Although namespaces provide the ability to logically partition a cluster, it is not possible to truly enforce partitioning. This means users or resources operating in the same Kubernetes cluster can access any other resource in the cluster regardless of the namespace it is operating in.

Even if compensating controls such as Network Policies are implemented to block/control "namespace-to-namespace" communication, there is still the "noisy neighbor" problem to consider.

For scenarios where this can be problematic, the only practical solution is to use "dedicated" Kubernetes clusters to guarantee true separation across operational boundaries.

A commonly used term for this single tenant model is Cluster as a Service.

One common example for this is the use of a dedicated cluster for "Production" and "Staging". Users can use "Projects" to achieve this isolation. An illustrative example is shown below.

Environment Project
Production "Production" Project with a dedicated Kubernetes cluster. Project configured with least privilege RBAC so that only required users can access the project
Staging "Staging" Project with a dedicated Kubernetes cluster. Project configured with RBAC so that only required users can access the project

Projects

One or multiple Kubernetes clusters can exist in a Project. In the example below, an Amazon EKS cluster has been provisioned in the Project.

Cluster in Project

Users within a project can switch to another project using the search bar. When a user initiates a search with a specific letter(s) (for example, qe), the system auto complete the search and list out all the project names corresponding to the entered text (qe) as shown in the below example

Cluster in Project

Deployment Options

The below matrix presents a breakdown of actions like creation, updating, and deletion of projects across multiple deployment methods: Interactive UI, Declarative RCTL commands, API-driven automation, and Terraform.

Action UI CLI API Terraform
Create Yes Yes Yes Yes
Update Yes Yes Yes Yes
Delete Yes Yes Yes Yes

Access Control

Organizations can restrict which users can access a particular project and with what privileges (i.e. read, read/write etc.) using role based access control

Access Control for Projects


Resource Quotas

Organizations can leverage "Resource Quotas" to restrict how much of the cluster resources a namespace can use.
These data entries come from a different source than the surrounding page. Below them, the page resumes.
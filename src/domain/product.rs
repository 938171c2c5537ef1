use serde::{Deserialize, Serialize};
use serde_json::{Map, Value};

/// Key of the store's own document id. Never accepted from clients.
pub const INTERNAL_ID_FIELD: &str = "_id";

/// Represents a product in the catalog.
///
/// `product_id` is the business key. Fields other than the id and the name
/// are kept in `extra` and stored without validation.
#[derive(Debug, Clone, PartialEq, Serialize, Deserialize)]
pub struct Product {
    pub product_id: String,
    #[serde(default)]
    pub product_name: String,
    #[serde(flatten)]
    pub extra: Map<String, Value>,
}

impl Product {
    #[cfg(test)]
    pub fn new(product_id: impl Into<String>, product_name: impl Into<String>) -> Self {
        Self {
            product_id: product_id.into(),
            product_name: product_name.into(),
            extra: Map::new(),
        }
    }

    /// Drops a client-supplied `_id` so the store keeps choosing its own key.
    /// Returns whether one was present.
    pub fn strip_internal_id(&mut self) -> bool {
        self.extra.remove(INTERNAL_ID_FIELD).is_some()
    }
}

/// Payload for renaming an existing product. A missing name renames to `""`.
#[derive(Debug, Clone, Deserialize)]
pub struct ProductRename {
    #[serde(default)]
    pub product_name: String,
}

/// Result of a rename, as reported by the store.
///
/// A `matched_count` of zero means no product carries the requested id.
#[derive(Debug, Clone, Copy, PartialEq, Eq, Serialize)]
pub struct UpdateOutcome {
    pub matched_count: u64,
    pub modified_count: u64,
}
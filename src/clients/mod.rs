#[macro_use]
mod macros;

use tokio::sync::mpsc;
use tracing::{debug, instrument};

use crate::domain::{Product, UpdateOutcome};
use crate::messages::ProductRequest;
use crate::product::ProductError;

/// Client for the product service. Cheap to clone; one per HTTP handler
/// invocation is fine.
#[derive(Clone)]
pub struct ProductClient {
    sender: mpsc::Sender<ProductRequest>,
}

impl ProductClient {
    pub fn new(sender: mpsc::Sender<ProductRequest>) -> Self {
        Self { sender }
    }

    #[instrument(skip(self))]
    pub async fn shutdown(&self) -> Result<(), ProductError> {
        debug!("Sending shutdown request");
        self.sender
            .send(ProductRequest::Shutdown)
            .await
            .map_err(|_| ProductError::ActorCommunicationError("Actor closed".to_string()))
    }
}

client_method!(ProductClient => fn list_products() -> Vec<Product> as ProductRequest::ListProducts, Error = ProductError);
client_method!(ProductClient => fn create_product(product: Product) -> Product as ProductRequest::CreateProduct, Error = ProductError);
client_method!(ProductClient => fn delete_product(id: String) -> () as ProductRequest::DeleteProduct, Error = ProductError);
client_method!(ProductClient => fn rename_product(id: String, product_name: String) -> UpdateOutcome as ProductRequest::RenameProduct, Error = ProductError);
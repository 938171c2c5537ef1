//! # Mock Framework
//!
//! Utilities for testing code that talks to the product service without
//! running the service itself.
//!
//! Use [`create_mock_client`] to get a client and the receiving end of its
//! channel, then helpers like [`expect_create`] to assert on each request and
//! answer it.

use tokio::sync::mpsc;

use crate::clients::ProductClient;
use crate::domain::{Product, UpdateOutcome};
use crate::messages::{ProductRequest, ServiceResponse};
use crate::product::ProductError;

/// Creates a client whose requests land on the returned receiver.
pub fn create_mock_client(buffer_size: usize) -> (ProductClient, mpsc::Receiver<ProductRequest>) {
    let (sender, receiver) = mpsc::channel(buffer_size);
    (ProductClient::new(sender), receiver)
}

pub async fn expect_list(
    receiver: &mut mpsc::Receiver<ProductRequest>,
) -> Option<ServiceResponse<Vec<Product>, ProductError>> {
    match receiver.recv().await {
        Some(ProductRequest::ListProducts { respond_to }) => Some(respond_to),
        _ => None,
    }
}

pub async fn expect_create(
    receiver: &mut mpsc::Receiver<ProductRequest>,
) -> Option<(Product, ServiceResponse<Product, ProductError>)> {
    match receiver.recv().await {
        Some(ProductRequest::CreateProduct { product, respond_to }) => Some((product, respond_to)),
        _ => None,
    }
}

pub async fn expect_delete(
    receiver: &mut mpsc::Receiver<ProductRequest>,
) -> Option<(String, ServiceResponse<(), ProductError>)> {
    match receiver.recv().await {
        Some(ProductRequest::DeleteProduct { id, respond_to }) => Some((id, respond_to)),
        _ => None,
    }
}

pub async fn expect_rename(
    receiver: &mut mpsc::Receiver<ProductRequest>,
) -> Option<(String, String, ServiceResponse<UpdateOutcome, ProductError>)> {
    match receiver.recv().await {
        Some(ProductRequest::RenameProduct {
            id,
            product_name,
            respond_to,
        }) => Some((id, product_name, respond_to)),
        _ => None,
    }
}

#[cfg(test)]
mod tests {
    use super::*;

    const ID: &str = "ABCDE-12345-ABCDE-12345-ABCDE-12345";

    #[tokio::test]
    async fn test_mock_client_create() {
        let (client, mut receiver) = create_mock_client(10);

        let create_task =
            tokio::spawn(async move { client.create_product(Product::new(ID, "Widget")).await });

        let (product, responder) = expect_create(&mut receiver).await.expect("Expected Create request");
        assert_eq!(product.product_name, "Widget");
        responder.send(Ok(product.clone())).unwrap();

        let result = create_task.await.unwrap();
        assert_eq!(result, Ok(product));
    }

    #[tokio::test]
    async fn test_mock_client_rename_passes_fields() {
        let (client, mut receiver) = create_mock_client(10);

        let rename_task = tokio::spawn(async move {
            client.rename_product(ID.to_string(), "Gadget".to_string()).await
        });

        let (id, name, responder) = expect_rename(&mut receiver).await.expect("Expected Rename request");
        assert_eq!(id, ID);
        assert_eq!(name, "Gadget");
        responder.send(Err(ProductError::NotFound(id))).unwrap();

        let result = rename_task.await.unwrap();
        assert_eq!(result, Err(ProductError::NotFound(ID.to_string())));
    }

    #[tokio::test]
    async fn test_dropped_responder_is_a_communication_error() {
        let (client, mut receiver) = create_mock_client(10);

        let delete_task = tokio::spawn(async move { client.delete_product(ID.to_string()).await });

        let (_, responder) = expect_delete(&mut receiver).await.expect("Expected Delete request");
        drop(responder);

        let result = delete_task.await.unwrap();
        assert_eq!(
            result,
            Err(ProductError::ActorCommunicationError("Actor dropped".to_string()))
        );
    }

    #[tokio::test]
    async fn test_closed_receiver_is_a_communication_error() {
        let (client, receiver) = create_mock_client(10);
        drop(receiver);

        let result = client.list_products().await;
        assert_eq!(
            result,
            Err(ProductError::ActorCommunicationError("Actor closed".to_string()))
        );
    }
}
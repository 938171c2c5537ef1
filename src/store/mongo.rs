use std::time::Duration;

use async_trait::async_trait;
use futures::TryStreamExt;
use mongodb::bson::doc;
use mongodb::error::{ErrorKind, WriteFailure};
use mongodb::options::{ClientOptions, IndexOptions};
use mongodb::{Client, Collection, IndexModel};
use tracing::{debug, info, instrument};

use super::{ProductStore, StoreError};
use crate::domain::{Product, UpdateOutcome};

pub const COLLECTION_NAME: &str = "products";

/// Bound on connecting at startup and on disconnecting at shutdown.
pub const CONNECTION_TIMEOUT: Duration = Duration::from_secs(10);

const DUPLICATE_KEY_CODE: i32 = 11000;

/// MongoDB-backed store over the `products` collection.
///
/// The client pools connections internally, so one instance is shared by
/// every in-flight request.
pub struct MongoProductStore {
    client: Client,
    database: String,
    collection: Collection<Product>,
}

impl MongoProductStore {
    /// Connects, pings and makes sure the unique index on `product_id`
    /// exists, all within [`CONNECTION_TIMEOUT`].
    #[instrument(skip(uri))]
    pub async fn connect(uri: &str, database: &str) -> Result<Self, StoreError> {
        let connecting = async {
            let client = Client::with_options(client_options(uri).await?).map_err(database_error)?;

            let store = Self {
                collection: client.database(database).collection(COLLECTION_NAME),
                database: database.to_string(),
                client,
            };
            store.ping().await?;
            store.ensure_unique_index().await?;
            Ok::<_, StoreError>(store)
        };

        let store = tokio::time::timeout(CONNECTION_TIMEOUT, connecting)
            .await
            .map_err(|_| StoreError::Timeout(format!("connecting to {database}")))??;

        info!(database = %database, "Connected to MongoDB");
        Ok(store)
    }

    async fn ensure_unique_index(&self) -> Result<(), StoreError> {
        let index = IndexModel::builder()
            .keys(doc! { "product_id": 1 })
            .options(IndexOptions::builder().unique(true).build())
            .build();
        self.collection
            .create_index(index)
            .await
            .map_err(database_error)?;
        debug!("Unique index on product_id ensured");
        Ok(())
    }
}

/// Driver options as given by the URI. Startup is bounded by the outer
/// timeout in [`MongoProductStore::connect`], so per-operation timeouts stay
/// at the driver defaults.
async fn client_options(uri: &str) -> Result<ClientOptions, StoreError> {
    ClientOptions::parse(uri).await.map_err(database_error)
}

fn database_error(err: mongodb::error::Error) -> StoreError {
    StoreError::Database(err.to_string())
}

fn is_duplicate_key(err: &mongodb::error::Error) -> bool {
    matches!(
        err.kind.as_ref(),
        ErrorKind::Write(WriteFailure::WriteError(write_error))
            if write_error.code == DUPLICATE_KEY_CODE
    )
}

#[async_trait]
impl ProductStore for MongoProductStore {
    async fn list_all(&self) -> Result<Vec<Product>, StoreError> {
        let cursor = self
            .collection
            .find(doc! {})
            .projection(doc! { "_id": 0 })
            .await
            .map_err(database_error)?;
        cursor.try_collect().await.map_err(database_error)
    }

    async fn find_by_id(&self, id: &str) -> Result<Option<Product>, StoreError> {
        self.collection
            .find_one(doc! { "product_id": id })
            .projection(doc! { "_id": 0 })
            .await
            .map_err(database_error)
    }

    async fn insert(&self, product: Product) -> Result<Product, StoreError> {
        match self.collection.insert_one(&product).await {
            Ok(_) => Ok(product),
            Err(err) if is_duplicate_key(&err) => Err(StoreError::DuplicateKey(product.product_id)),
            Err(err) => Err(database_error(err)),
        }
    }

    async fn delete_by_id(&self, id: &str) -> Result<(), StoreError> {
        self.collection
            .delete_one(doc! { "product_id": id })
            .await
            .map_err(database_error)?;
        Ok(())
    }

    async fn update_name_by_id(&self, id: &str, name: &str) -> Result<UpdateOutcome, StoreError> {
        let result = self
            .collection
            .update_one(
                doc! { "product_id": id },
                doc! { "$set": { "product_name": name } },
            )
            .await
            .map_err(database_error)?;
        Ok(UpdateOutcome {
            matched_count: result.matched_count,
            modified_count: result.modified_count,
        })
    }

    async fn ping(&self) -> Result<(), StoreError> {
        self.client
            .database(&self.database)
            .run_command(doc! { "ping": 1 })
            .await
            .map_err(database_error)?;
        Ok(())
    }

    async fn close(&self) -> Result<(), StoreError> {
        tokio::time::timeout(CONNECTION_TIMEOUT, self.client.clone().shutdown())
            .await
            .map_err(|_| StoreError::Timeout("closing MongoDB connection".to_string()))?;
        info!("MongoDB connection closed");
        Ok(())
    }
}
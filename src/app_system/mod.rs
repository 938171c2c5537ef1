//! System orchestration, configuration, startup, and shutdown logic.

pub mod config;
pub mod product_system;
pub mod telemetry;

pub use config::*;
pub use product_system::*;
pub use telemetry::*;
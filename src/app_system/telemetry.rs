/// Configure tracing once at application startup for the entire process.
///
/// Verbosity comes from `RUST_LOG` and defaults to `info`:
/// ```bash
/// RUST_LOG=debug cargo run
/// RUST_LOG=crud_product::actors=debug,tower_http=debug cargo run
/// ```
pub fn setup_tracing() {
    let env_filter = tracing_subscriber::EnvFilter::try_from_default_env()
        .unwrap_or_else(|_| tracing_subscriber::EnvFilter::new("info"));

    tracing_subscriber::fmt()
        .with_env_filter(env_filter)
        .with_timer(tracing_subscriber::fmt::time::uptime())
        .compact()
        .init();
}
use std::sync::Arc;

use tokio::sync::mpsc;
use tracing::{debug, error, info, instrument, warn, Instrument};

use crate::clients::ProductClient;
use crate::domain::{Product, UpdateOutcome};
use crate::messages::{ProductRequest, ServiceResponse};
use crate::product::{validate_product_id, ProductError};
use crate::store::ProductStore;

/// Macro for clean error response handling
macro_rules! send_error {
    ($respond_to:expr, $error:expr) => {{
        let _ = $respond_to.send(Err($error));
        return;
    }};
}

/// Product service actor.
///
/// Mutations are handled inline in the receive loop, one message at a time.
/// That makes the actor the single writer for the collection, so two
/// creations of the same `product_id` can never both pass the existence
/// check. Listings only read, and run on their own task.
pub struct ProductService {
    receiver: mpsc::Receiver<ProductRequest>,
    store: Arc<dyn ProductStore>,
}

impl ProductService {
    pub fn new(buffer_size: usize, store: Arc<dyn ProductStore>) -> (Self, ProductClient) {
        let (sender, receiver) = mpsc::channel(buffer_size);
        let service = Self { receiver, store };
        let client = ProductClient::new(sender);
        (service, client)
    }

    #[instrument(name = "product_service", skip(self))]
    pub async fn run(mut self) {
        info!("ProductService starting");

        while let Some(msg) = self.receiver.recv().await {
            match msg {
                ProductRequest::ListProducts { respond_to } => {
                    self.handle_list_products(respond_to);
                }
                ProductRequest::CreateProduct {
                    product,
                    respond_to,
                } => {
                    self.handle_create_product(product, respond_to).await;
                }
                ProductRequest::DeleteProduct { id, respond_to } => {
                    self.handle_delete_product(id, respond_to).await;
                }
                ProductRequest::RenameProduct {
                    id,
                    product_name,
                    respond_to,
                } => {
                    self.handle_rename_product(id, product_name, respond_to)
                        .await;
                }
                ProductRequest::Shutdown => {
                    info!("ProductService shutting down");
                    break;
                }
            }
        }

        info!("ProductService stopped");
    }

    /// The spawned task owns `respond_to` and answers once the scan is done.
    #[instrument(skip(self, respond_to))]
    fn handle_list_products(&self, respond_to: ServiceResponse<Vec<Product>, ProductError>) {
        debug!("Processing list_products request");

        let store = Arc::clone(&self.store);
        tokio::spawn(
            async move {
                let result = store.list_all().await.map_err(ProductError::from);
                match &result {
                    Ok(products) => info!(product_count = products.len(), "Listed products"),
                    Err(e) => error!(error = %e, "Failed to list products"),
                }
                let _ = respond_to.send(result);
            }
            .in_current_span(),
        );
    }

    /// Validates, checks for an existing product with the same id, then inserts.
    ///
    /// Length and format are checked before the store is touched.
    #[instrument(
        fields(product_id = %product.product_id, product_name = %product.product_name),
        skip(self, product, respond_to)
    )]
    async fn handle_create_product(
        &mut self,
        product: Product,
        respond_to: ServiceResponse<Product, ProductError>,
    ) {
        debug!("Processing create_product request");

        if let Err(e) = validate_product_id(&product.product_id) {
            warn!(error = %e, "Product validation failed");
            send_error!(respond_to, e);
        }

        match self.store.find_by_id(&product.product_id).await {
            Ok(None) => debug!("Product id is free"),
            Ok(Some(_)) => {
                warn!("Product already exists");
                send_error!(
                    respond_to,
                    ProductError::AlreadyExists(product.product_id.clone())
                );
            }
            Err(e) => {
                error!(error = %e, "Failed to check existing product");
                send_error!(respond_to, ProductError::LookupError(e.to_string()));
            }
        }

        let result = self.store.insert(product).await.map_err(ProductError::from);
        match &result {
            Ok(_) => info!("Product created successfully"),
            Err(e) => error!(error = %e, "Failed to create product"),
        }
        let _ = respond_to.send(result);
    }

    #[instrument(fields(product_id = %id), skip(self, respond_to))]
    async fn handle_delete_product(&mut self, id: String, respond_to: ServiceResponse<(), ProductError>) {
        debug!("Processing delete_product request");

        let result = self.store.delete_by_id(&id).await.map_err(ProductError::from);
        match &result {
            Ok(()) => info!("Product deleted"),
            Err(e) => error!(error = %e, "Failed to delete product"),
        }
        let _ = respond_to.send(result);
    }

    #[instrument(fields(product_id = %id, product_name = %product_name), skip(self, respond_to))]
    async fn handle_rename_product(
        &mut self,
        id: String,
        product_name: String,
        respond_to: ServiceResponse<UpdateOutcome, ProductError>,
    ) {
        debug!("Processing rename_product request");

        let result = match self.store.update_name_by_id(&id, &product_name).await {
            Ok(outcome) if outcome.matched_count == 0 => {
                warn!("No product to rename");
                Err(ProductError::NotFound(id))
            }
            Ok(outcome) => {
                info!(modified = outcome.modified_count, "Product renamed");
                Ok(outcome)
            }
            Err(e) => {
                error!(error = %e, "Failed to rename product");
                Err(ProductError::from(e))
            }
        };
        let _ = respond_to.send(result);
    }
}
Resource Quotas for Namespaces


Configurations

On this configuration page, users possess the ability to enable the webhook and Namespace Sync at the project level.

Enable Webhook

Enabling the drift configuration within a project empowers users to deploy the webhook across all clusters under that project using blueprints, contingent upon its activation at the organization level. Should the webhook be deactivated at the project level, users are not allowed to deploy the drift webhook on any cluster under the same project, even if the organization-level webhook remains enabled. By default, this option is enabled.

Resource Quotas for Namespaces

Namespace Exclusion

At the project level, users are allowed to define a list of namespaces exempt from synchronization processes. This customization helps prevent unintended changes while still allowing flexibility in managing namespaces. Only the Org Admin has the privilege to add or remove namespaces from the exclusion list.

  • Click +Namespace to manually add namespaces for exclusion from synchronization, or choose Upload to upload a file containing a list of namespaces. Only .txt format files are supported for upload. Additionally, multiple file uploads are also supported

  • Click Download List to retrieve the excluded namespace list configured here

Resource Quotas for Namespaces

  • Click Save once the required namespaces are added for exclusion

Important

  • File formats other than .txt will be dismissed
  • In a project, if two namespaces with the same name are found in the exclusion list, only one will be considered, and the duplicate will be ignored
  • If a namespace is already synchronized from the cluster and was not previously added to the exclusion list, this namespace will have no effect. However, if the namespace is recreated, it will be exempted from synchronization

Any changes made to the namespace exclusion list, including additions, removals, or modifications, are tracked in the Audit Log, documenting details such as the time of the change, user responsible for the action, etc.